─── Material for this task
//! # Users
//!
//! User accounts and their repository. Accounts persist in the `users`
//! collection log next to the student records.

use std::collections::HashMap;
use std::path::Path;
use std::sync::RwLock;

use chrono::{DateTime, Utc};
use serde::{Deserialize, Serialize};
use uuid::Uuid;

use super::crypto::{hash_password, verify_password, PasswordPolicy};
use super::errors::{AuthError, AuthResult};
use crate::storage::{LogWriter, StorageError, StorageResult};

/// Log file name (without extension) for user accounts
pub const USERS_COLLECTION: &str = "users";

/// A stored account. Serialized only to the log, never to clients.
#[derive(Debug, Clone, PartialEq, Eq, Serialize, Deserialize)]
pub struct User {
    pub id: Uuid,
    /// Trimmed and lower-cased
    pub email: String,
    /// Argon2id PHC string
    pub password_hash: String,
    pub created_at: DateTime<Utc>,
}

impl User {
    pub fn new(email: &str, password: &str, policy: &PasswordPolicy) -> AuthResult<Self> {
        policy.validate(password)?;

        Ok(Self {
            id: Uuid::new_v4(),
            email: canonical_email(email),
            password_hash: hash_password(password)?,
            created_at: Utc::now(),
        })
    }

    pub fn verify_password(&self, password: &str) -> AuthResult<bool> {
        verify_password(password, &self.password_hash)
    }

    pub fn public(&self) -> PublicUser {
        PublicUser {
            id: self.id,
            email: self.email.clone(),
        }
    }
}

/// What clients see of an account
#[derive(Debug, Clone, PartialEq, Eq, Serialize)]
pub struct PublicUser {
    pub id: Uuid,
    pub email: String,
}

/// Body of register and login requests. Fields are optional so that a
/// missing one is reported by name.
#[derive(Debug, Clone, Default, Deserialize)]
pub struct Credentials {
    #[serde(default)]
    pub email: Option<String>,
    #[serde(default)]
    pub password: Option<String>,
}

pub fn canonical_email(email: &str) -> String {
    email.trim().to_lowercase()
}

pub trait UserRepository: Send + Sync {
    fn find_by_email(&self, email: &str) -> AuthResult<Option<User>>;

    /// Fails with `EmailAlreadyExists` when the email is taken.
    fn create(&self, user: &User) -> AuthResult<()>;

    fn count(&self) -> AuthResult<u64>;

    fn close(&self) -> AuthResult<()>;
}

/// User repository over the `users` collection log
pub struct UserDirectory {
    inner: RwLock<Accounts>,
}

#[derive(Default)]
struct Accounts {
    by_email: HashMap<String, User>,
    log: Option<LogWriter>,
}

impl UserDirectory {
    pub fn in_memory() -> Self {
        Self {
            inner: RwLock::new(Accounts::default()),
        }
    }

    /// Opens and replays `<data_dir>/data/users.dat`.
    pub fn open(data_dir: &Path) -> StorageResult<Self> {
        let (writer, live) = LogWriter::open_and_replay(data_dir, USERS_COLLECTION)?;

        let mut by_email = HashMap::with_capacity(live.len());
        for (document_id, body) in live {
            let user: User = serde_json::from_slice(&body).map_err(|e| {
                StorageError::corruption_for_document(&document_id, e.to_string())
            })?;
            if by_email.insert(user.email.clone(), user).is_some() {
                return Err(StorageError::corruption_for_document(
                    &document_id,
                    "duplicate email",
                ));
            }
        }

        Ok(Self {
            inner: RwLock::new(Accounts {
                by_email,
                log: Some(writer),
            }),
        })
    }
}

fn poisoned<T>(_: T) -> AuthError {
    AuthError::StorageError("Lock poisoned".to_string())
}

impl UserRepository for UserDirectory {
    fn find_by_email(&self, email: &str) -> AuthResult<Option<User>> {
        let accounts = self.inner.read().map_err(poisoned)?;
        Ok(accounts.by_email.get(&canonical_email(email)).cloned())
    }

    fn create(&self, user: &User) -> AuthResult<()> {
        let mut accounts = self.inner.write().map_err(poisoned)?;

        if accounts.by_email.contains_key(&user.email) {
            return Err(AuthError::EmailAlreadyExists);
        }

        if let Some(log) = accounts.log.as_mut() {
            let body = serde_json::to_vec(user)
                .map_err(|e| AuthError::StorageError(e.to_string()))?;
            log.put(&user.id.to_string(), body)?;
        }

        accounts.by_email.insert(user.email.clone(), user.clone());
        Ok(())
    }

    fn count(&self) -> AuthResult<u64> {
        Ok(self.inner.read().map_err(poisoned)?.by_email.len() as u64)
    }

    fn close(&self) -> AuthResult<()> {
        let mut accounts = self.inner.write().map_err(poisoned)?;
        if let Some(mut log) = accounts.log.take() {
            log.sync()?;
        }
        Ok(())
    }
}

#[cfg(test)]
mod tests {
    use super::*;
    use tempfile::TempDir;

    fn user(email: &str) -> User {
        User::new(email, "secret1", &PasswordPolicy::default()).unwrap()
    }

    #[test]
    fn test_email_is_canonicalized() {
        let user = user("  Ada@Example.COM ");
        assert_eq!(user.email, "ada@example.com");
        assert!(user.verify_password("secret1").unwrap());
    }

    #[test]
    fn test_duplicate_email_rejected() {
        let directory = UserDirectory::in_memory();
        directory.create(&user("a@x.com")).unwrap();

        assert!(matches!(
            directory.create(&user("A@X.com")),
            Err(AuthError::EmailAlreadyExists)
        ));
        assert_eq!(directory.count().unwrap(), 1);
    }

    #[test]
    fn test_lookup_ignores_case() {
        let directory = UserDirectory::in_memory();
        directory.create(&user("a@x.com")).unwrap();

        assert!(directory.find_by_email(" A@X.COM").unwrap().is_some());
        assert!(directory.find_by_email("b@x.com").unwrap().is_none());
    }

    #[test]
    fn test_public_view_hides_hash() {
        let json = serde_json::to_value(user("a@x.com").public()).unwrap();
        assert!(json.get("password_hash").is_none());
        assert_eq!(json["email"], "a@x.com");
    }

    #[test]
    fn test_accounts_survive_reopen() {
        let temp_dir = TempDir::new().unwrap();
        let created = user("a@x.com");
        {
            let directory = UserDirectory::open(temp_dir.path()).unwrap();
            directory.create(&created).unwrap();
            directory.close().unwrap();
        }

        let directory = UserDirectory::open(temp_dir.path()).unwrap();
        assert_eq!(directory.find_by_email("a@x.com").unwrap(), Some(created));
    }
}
──────
─── Material for this task
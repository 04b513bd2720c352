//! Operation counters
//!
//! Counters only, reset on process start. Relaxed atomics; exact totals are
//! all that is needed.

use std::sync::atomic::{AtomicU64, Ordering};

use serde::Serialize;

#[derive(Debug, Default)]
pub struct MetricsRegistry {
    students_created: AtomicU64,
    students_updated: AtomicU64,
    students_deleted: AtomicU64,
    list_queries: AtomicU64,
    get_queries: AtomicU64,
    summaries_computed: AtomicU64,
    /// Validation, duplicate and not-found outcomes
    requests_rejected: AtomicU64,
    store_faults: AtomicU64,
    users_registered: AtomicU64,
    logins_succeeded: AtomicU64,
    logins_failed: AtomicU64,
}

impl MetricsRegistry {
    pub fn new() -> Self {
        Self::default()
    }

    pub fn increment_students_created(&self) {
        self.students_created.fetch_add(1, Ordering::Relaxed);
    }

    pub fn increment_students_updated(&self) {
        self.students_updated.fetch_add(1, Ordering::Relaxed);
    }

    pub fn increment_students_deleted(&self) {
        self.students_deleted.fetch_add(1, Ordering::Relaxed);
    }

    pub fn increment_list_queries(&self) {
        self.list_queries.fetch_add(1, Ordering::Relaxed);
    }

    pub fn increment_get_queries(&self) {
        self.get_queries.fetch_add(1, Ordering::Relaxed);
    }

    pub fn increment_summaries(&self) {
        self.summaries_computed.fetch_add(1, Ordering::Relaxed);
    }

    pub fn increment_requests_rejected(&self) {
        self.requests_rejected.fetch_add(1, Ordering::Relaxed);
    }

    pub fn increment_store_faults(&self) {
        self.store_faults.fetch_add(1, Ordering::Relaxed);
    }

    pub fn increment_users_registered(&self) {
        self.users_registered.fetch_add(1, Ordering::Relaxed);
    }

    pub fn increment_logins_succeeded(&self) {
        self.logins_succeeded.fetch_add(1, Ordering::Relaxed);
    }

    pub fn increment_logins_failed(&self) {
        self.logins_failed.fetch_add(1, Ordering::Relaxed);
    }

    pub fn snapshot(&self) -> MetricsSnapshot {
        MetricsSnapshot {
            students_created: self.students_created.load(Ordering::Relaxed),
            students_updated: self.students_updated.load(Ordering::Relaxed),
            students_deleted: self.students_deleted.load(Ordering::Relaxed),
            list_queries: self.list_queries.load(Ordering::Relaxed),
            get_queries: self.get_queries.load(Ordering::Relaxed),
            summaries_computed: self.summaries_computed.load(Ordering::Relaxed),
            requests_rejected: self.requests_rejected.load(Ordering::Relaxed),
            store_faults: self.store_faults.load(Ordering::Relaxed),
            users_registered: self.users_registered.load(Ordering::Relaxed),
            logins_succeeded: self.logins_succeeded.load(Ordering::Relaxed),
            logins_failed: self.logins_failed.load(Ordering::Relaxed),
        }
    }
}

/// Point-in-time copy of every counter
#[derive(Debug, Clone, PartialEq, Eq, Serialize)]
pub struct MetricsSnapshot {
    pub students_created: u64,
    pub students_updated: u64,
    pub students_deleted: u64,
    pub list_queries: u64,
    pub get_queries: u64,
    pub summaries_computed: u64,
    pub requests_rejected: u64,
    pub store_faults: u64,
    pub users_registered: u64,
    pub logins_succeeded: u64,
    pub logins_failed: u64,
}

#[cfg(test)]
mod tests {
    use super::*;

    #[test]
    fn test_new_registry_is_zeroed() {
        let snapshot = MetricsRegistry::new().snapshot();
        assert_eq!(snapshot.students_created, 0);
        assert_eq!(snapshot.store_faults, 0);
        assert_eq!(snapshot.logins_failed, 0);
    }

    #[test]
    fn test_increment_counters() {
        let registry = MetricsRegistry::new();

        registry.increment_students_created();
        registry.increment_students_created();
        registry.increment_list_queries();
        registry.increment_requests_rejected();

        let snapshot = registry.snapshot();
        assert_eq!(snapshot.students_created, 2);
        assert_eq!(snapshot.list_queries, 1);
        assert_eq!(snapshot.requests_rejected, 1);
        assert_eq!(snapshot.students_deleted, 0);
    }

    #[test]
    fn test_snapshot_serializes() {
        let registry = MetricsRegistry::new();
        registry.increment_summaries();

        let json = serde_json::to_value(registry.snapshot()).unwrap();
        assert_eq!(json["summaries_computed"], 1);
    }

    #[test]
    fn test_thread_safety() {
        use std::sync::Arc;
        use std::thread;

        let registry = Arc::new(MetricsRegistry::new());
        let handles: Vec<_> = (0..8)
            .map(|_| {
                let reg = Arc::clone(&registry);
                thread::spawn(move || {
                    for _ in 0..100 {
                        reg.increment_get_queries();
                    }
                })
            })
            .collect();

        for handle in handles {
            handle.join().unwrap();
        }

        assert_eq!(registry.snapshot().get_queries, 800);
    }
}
──────
### Exercise directions
From the listing above, the lines starting with the one that has "Self::default()" and running through the one that has "pub fn increment_students_deleted(&self)" should be copied exactly, ends included.

### Result of this exercise
        Self::default()
    }

    pub fn increment_students_created(&self) {
        self.students_created.fetch_add(1, Ordering::Relaxed);
    }

    pub fn increment_students_updated(&self) {
        self.students_updated.fetch_add(1, Ordering::Relaxed);
    }

    pub fn increment_students_deleted(&self) {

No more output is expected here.